## [Directions]
If a line in the listing contains "version", copy it out whole.

## [Material provided]
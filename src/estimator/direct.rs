// TOMO: Network Loss Tomography Simulation with Bernoulli Losses
// Copyright (C) 2024-2025 Roland Schmid <roschmi@ethz.ch> and Tibor Schneider <sctibor@ethz.ch>
//
// This program is free software: you can redistribute it and/or modify
// it under the terms of the GNU General Public License as published by
// the Free Software Foundation, either version 3 of the License, or
// (at your option) any later version.
//
// This program is distributed in the hope that it will be useful,
// but WITHOUT ANY WARRANTY; without even the implied warranty of
// MERCHANTABILITY or FITNESS FOR A PARTICULAR PURPOSE.  See the
// GNU General Public License for more details.
//
// You should have received a copy of the GNU General Public License
// along with this program.  If not, see <http://www.gnu.org/licenses/>.
use super::Estimator;
use crate::{config::Mode, network::Link, network::Network, state::SimulationState, Tick};

/// Baseline that reads the empirical drop rate of each host's incoming link directly, as a
/// smart router with link-level counters would. It has no inference error by construction.
#[derive(Debug, Clone, Copy, Default)]
pub struct DirectEstimator;

impl DirectEstimator {
    /// Measured drop probability of `link`.
    pub fn measure(link: &Link) -> f64 {
        link.loss_rate()
    }
}

impl Estimator for DirectEstimator {
    fn mode(&self) -> Mode {
        Mode::Sdn
    }

    fn update(&mut self, tick: Tick, network: &Network, state: &mut SimulationState) {
        for (host, link) in network.hosts().iter().zip(network.links()) {
            let alpha = Self::measure(link);
            log::trace!("tick {tick}: {} measured alpha={alpha:.4}", host.name());
            state.series_mut(host.index()).alpha.push(alpha);
        }
    }
}

#[cfg(test)]
mod test {
    use crate::prelude::*;

    #[test]
    fn measures_every_link() {
        let config = SimulationConfig::new(200, 4, Mode::Sdn).seed(1);
        let mut sim = Simulator::new(config).unwrap();
        while sim.step().is_some() {
            let net = sim.network();
            for (i, series) in sim.state().series().iter().enumerate() {
                assert_eq!(series.alpha.last().copied(), Some(net.link(i).loss_rate()));
                assert!(series.y_hat.is_empty());
                assert!(series.gamma.is_nan());
            }
        }
        assert!(sim.state().series().iter().all(|s| s.alpha.len() == 200));
        // the control link never drops
        assert!(sim.state().series()[0].alpha.iter().all(|a| *a == 0.0));
    }
}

## [Answer to this task]
// the Free Software Foundation, either version 3 of the License, or
// (at your option) any later version.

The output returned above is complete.